# GOAL OF THE EXERCISE:
Among the entries below, tally the lines that include "attached", and give the number alone.

# DATASET CONTENT:
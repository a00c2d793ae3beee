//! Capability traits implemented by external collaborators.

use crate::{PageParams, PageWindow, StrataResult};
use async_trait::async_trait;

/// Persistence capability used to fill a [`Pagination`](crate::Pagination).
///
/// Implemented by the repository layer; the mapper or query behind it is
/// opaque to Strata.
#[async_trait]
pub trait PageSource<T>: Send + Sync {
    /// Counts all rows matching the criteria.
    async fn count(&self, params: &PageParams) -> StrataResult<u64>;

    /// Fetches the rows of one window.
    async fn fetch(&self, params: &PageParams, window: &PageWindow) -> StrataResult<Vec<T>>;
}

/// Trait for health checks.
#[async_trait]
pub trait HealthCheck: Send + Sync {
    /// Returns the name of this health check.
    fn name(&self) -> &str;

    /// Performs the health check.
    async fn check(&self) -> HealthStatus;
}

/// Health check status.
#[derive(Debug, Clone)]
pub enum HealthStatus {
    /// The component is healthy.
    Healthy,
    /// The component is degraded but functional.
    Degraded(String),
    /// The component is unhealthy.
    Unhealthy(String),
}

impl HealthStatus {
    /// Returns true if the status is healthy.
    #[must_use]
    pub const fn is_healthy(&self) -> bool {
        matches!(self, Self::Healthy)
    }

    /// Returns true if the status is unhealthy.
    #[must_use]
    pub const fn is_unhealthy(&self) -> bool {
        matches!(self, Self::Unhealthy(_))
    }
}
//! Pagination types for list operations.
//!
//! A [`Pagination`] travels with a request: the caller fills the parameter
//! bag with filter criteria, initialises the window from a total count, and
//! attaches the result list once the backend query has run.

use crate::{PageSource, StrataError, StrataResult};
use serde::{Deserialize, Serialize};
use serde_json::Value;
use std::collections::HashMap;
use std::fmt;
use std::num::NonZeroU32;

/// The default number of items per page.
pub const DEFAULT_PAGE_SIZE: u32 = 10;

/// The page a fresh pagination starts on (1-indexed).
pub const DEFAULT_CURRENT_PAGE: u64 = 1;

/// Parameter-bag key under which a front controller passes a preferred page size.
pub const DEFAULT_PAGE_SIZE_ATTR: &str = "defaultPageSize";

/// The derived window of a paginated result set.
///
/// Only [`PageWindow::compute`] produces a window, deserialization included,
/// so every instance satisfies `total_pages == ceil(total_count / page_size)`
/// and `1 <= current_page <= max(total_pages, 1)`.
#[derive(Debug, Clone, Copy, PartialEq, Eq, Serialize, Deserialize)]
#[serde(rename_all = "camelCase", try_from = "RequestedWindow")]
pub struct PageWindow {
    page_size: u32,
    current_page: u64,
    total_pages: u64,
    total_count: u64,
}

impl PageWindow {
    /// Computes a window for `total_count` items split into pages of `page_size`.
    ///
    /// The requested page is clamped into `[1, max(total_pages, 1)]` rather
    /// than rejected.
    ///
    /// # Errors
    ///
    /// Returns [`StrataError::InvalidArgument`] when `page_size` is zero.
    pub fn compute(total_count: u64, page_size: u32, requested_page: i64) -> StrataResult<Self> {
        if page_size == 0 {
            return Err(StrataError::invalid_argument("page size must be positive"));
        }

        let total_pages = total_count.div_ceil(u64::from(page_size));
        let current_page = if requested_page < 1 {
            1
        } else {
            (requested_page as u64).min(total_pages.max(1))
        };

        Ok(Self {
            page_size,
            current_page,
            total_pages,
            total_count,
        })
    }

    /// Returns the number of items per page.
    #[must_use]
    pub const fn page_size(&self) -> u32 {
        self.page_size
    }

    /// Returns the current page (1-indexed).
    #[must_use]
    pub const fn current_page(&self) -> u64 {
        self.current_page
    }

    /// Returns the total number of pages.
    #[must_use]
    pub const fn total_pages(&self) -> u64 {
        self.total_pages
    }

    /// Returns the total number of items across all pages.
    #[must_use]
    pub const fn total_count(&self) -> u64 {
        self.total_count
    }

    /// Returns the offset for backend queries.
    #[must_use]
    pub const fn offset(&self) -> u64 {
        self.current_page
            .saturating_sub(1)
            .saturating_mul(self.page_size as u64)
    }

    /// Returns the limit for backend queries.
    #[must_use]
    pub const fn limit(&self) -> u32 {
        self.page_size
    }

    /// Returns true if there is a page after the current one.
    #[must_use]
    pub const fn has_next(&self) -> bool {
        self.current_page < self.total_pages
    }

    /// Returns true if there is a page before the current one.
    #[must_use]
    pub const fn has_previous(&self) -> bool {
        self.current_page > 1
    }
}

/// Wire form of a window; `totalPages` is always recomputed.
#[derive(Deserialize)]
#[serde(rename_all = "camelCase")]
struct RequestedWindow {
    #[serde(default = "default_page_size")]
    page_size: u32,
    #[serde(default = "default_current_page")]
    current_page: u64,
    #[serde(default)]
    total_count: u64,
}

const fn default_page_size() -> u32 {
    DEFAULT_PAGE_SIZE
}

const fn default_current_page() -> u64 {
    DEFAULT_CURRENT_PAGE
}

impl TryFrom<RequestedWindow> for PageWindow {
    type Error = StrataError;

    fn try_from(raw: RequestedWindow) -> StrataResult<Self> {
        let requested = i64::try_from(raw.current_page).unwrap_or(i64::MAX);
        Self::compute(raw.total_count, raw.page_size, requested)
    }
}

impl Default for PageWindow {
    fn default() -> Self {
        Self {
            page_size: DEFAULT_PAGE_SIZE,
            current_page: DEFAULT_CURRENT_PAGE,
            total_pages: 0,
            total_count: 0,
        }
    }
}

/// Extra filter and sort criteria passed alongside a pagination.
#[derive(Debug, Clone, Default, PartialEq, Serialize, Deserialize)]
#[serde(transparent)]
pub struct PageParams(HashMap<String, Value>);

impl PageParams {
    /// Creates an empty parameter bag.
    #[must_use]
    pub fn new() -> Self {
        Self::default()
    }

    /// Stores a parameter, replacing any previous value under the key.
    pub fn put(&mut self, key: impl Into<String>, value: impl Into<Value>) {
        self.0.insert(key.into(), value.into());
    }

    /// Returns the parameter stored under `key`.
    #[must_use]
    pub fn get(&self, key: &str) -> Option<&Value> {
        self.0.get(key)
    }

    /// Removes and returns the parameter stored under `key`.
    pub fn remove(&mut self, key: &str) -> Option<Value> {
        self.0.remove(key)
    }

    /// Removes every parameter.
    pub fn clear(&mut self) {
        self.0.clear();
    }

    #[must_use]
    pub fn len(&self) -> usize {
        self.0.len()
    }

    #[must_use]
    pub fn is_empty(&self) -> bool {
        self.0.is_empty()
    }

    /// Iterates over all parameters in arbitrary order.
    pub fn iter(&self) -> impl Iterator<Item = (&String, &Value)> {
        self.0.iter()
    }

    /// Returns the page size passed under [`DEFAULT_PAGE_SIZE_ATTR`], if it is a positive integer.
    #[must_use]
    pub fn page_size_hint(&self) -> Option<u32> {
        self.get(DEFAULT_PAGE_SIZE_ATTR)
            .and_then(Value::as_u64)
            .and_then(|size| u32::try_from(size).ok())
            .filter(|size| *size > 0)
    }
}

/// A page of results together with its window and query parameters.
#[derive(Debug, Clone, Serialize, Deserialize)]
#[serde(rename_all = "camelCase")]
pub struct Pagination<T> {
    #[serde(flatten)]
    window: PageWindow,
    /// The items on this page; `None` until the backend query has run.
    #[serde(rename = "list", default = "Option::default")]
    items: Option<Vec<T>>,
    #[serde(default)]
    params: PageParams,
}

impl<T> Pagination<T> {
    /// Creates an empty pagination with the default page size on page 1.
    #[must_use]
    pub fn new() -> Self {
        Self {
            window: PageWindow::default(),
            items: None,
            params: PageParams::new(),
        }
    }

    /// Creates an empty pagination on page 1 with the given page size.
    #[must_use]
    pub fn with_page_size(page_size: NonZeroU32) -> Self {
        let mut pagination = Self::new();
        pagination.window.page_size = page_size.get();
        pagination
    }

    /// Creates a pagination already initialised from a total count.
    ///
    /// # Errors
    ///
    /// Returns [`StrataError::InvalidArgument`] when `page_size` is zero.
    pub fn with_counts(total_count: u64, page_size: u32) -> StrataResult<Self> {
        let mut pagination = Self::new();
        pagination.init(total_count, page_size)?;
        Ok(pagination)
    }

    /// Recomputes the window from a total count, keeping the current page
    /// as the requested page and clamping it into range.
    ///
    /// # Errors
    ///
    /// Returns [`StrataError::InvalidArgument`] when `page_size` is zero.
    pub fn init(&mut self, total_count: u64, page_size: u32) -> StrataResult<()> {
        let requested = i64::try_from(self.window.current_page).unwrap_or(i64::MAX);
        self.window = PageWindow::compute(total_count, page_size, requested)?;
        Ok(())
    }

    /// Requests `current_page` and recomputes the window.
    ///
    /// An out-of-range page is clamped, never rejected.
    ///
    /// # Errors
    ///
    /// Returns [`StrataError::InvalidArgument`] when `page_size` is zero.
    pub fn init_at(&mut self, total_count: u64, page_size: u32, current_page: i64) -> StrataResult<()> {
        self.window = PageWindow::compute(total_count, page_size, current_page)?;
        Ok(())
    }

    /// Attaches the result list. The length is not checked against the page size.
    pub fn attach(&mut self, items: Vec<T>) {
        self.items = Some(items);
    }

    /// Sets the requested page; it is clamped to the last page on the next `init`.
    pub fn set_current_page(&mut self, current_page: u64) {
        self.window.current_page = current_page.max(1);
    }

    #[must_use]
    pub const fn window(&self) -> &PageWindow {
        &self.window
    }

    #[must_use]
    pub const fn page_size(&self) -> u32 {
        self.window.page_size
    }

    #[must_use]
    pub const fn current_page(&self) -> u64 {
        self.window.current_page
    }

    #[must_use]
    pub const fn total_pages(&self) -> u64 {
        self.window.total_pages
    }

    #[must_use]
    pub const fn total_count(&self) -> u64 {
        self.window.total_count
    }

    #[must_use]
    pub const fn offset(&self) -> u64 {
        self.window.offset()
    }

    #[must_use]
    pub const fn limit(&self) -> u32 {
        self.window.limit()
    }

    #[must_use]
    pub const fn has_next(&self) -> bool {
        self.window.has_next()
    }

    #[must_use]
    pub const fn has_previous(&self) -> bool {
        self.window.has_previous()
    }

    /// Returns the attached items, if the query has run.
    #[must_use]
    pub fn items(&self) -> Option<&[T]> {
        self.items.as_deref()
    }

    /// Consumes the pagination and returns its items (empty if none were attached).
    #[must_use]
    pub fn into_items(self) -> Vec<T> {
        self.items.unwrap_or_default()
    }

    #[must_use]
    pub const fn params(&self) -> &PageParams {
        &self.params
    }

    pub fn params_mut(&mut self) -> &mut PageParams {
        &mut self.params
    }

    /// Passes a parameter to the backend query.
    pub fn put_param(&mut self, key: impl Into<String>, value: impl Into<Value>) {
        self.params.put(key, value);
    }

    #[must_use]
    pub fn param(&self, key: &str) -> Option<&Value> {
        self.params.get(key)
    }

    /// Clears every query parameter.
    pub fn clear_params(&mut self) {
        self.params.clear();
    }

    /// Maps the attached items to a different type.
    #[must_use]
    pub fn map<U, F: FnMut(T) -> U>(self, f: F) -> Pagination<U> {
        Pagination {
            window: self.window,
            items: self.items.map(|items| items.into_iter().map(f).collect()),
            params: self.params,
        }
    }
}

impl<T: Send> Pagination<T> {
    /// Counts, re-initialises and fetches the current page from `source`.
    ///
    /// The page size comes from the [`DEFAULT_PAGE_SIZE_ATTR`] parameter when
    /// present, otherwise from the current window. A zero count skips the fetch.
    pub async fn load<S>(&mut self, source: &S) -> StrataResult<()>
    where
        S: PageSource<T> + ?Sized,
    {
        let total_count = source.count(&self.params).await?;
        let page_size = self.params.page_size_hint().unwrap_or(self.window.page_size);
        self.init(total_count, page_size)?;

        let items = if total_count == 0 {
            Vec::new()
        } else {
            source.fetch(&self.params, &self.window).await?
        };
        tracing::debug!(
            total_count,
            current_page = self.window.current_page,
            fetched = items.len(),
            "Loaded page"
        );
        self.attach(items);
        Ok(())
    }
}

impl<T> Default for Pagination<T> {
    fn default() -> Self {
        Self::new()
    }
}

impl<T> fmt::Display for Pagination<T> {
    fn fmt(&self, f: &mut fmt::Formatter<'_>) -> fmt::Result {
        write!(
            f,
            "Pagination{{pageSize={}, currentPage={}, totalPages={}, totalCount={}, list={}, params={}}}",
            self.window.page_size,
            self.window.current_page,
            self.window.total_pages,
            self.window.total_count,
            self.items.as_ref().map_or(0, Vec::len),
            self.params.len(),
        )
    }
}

# SOLUTION FOR THIS PROBLEM:
3